** DATA EXTRACTS follows **

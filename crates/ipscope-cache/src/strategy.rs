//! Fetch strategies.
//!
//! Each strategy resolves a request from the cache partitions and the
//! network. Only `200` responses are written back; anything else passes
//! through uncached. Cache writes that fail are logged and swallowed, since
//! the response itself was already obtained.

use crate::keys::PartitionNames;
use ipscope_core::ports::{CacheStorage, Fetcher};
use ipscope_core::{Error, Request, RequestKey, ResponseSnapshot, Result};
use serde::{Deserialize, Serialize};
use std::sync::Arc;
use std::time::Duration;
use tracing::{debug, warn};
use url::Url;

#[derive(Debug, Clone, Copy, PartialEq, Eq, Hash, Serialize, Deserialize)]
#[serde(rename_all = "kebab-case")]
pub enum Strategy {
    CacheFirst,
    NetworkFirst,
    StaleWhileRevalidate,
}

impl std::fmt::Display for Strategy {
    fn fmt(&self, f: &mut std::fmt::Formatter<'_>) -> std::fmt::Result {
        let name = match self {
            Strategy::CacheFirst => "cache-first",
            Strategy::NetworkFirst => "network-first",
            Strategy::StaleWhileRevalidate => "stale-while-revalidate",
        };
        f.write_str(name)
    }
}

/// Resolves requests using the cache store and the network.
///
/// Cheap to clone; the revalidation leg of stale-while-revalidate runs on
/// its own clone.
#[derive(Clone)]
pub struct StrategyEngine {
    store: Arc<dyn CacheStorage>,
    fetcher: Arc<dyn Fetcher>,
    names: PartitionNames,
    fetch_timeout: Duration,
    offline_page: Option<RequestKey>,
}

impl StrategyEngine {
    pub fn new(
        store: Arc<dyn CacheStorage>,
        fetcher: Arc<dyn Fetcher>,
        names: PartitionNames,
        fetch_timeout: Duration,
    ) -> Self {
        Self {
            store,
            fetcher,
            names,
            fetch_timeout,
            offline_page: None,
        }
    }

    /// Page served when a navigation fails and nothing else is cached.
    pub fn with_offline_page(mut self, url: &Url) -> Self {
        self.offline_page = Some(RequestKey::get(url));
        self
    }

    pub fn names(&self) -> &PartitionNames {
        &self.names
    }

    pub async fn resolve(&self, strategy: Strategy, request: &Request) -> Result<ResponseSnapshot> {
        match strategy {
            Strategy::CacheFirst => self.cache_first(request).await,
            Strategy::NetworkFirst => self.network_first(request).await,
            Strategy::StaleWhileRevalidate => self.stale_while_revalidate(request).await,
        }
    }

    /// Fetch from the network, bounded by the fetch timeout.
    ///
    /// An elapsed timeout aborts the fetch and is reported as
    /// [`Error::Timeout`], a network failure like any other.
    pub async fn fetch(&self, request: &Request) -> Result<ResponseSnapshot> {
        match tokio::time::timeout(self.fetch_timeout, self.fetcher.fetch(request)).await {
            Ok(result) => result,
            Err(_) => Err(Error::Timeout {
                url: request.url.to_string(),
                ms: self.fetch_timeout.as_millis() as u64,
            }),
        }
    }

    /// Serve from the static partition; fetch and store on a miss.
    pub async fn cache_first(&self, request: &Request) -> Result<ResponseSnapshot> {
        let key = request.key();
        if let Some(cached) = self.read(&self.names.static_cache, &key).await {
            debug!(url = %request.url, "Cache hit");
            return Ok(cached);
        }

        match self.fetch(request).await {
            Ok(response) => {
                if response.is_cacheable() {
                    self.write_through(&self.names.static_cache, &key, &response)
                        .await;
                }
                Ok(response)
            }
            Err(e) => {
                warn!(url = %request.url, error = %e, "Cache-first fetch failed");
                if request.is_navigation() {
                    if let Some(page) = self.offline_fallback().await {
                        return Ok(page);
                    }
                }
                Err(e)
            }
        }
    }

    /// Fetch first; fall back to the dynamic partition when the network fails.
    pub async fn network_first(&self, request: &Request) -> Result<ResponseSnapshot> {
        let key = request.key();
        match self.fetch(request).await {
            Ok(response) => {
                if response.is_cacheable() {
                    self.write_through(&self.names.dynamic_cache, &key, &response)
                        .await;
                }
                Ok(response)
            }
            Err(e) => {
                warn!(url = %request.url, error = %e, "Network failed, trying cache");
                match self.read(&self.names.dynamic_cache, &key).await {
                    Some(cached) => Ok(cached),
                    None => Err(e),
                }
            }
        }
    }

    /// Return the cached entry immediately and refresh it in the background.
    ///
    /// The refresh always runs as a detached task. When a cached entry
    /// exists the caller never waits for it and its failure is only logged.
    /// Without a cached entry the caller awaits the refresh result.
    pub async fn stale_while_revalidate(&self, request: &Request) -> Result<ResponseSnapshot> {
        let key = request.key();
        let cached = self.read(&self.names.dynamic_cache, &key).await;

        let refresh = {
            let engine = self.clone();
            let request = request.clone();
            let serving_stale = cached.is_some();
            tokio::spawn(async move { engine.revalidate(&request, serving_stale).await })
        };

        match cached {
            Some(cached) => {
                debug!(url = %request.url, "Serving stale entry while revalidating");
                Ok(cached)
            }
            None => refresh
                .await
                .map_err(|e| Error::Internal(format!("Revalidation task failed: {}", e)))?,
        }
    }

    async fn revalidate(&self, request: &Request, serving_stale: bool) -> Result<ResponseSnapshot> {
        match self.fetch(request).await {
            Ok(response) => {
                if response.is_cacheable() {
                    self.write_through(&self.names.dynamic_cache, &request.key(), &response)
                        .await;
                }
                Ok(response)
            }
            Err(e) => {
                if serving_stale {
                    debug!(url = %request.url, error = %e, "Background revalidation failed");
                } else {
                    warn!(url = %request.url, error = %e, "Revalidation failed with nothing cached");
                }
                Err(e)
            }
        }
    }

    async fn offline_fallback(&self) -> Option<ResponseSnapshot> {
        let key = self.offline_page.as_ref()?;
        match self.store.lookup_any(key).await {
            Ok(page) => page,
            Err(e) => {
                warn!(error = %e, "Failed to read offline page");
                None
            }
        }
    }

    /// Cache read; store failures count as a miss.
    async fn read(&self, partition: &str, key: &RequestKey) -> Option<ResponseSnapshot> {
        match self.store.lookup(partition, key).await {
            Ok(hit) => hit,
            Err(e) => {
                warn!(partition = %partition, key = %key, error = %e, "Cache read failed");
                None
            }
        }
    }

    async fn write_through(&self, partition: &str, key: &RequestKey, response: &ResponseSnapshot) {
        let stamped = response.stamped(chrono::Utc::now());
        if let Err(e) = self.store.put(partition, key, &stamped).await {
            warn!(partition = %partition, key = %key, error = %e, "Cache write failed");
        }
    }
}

** End of DATA EXTRACTS **

**DESCRIPTION OF THE TASK**
All lines from the one containing "async fn read(&self, partition: &str, key: &RequestKey)" through the end of the records, both ends included, are to be quoted exactly; please add nothing else.

**RESULT FOR THIS TASK**
    async fn read(&self, partition: &str, key: &RequestKey) -> Option<ResponseSnapshot> {
        match self.store.lookup(partition, key).await {
            Ok(hit) => hit,
            Err(e) => {
                warn!(partition = %partition, key = %key, error = %e, "Cache read failed");
                None
            }
        }
    }

    async fn write_through(&self, partition: &str, key: &RequestKey, response: &ResponseSnapshot) {
        let stamped = response.stamped(chrono::Utc::now());
        if let Err(e) = self.store.put(partition, key, &stamped).await {
            warn!(partition = %partition, key = %key, error = %e, "Cache write failed");
        }
    }
}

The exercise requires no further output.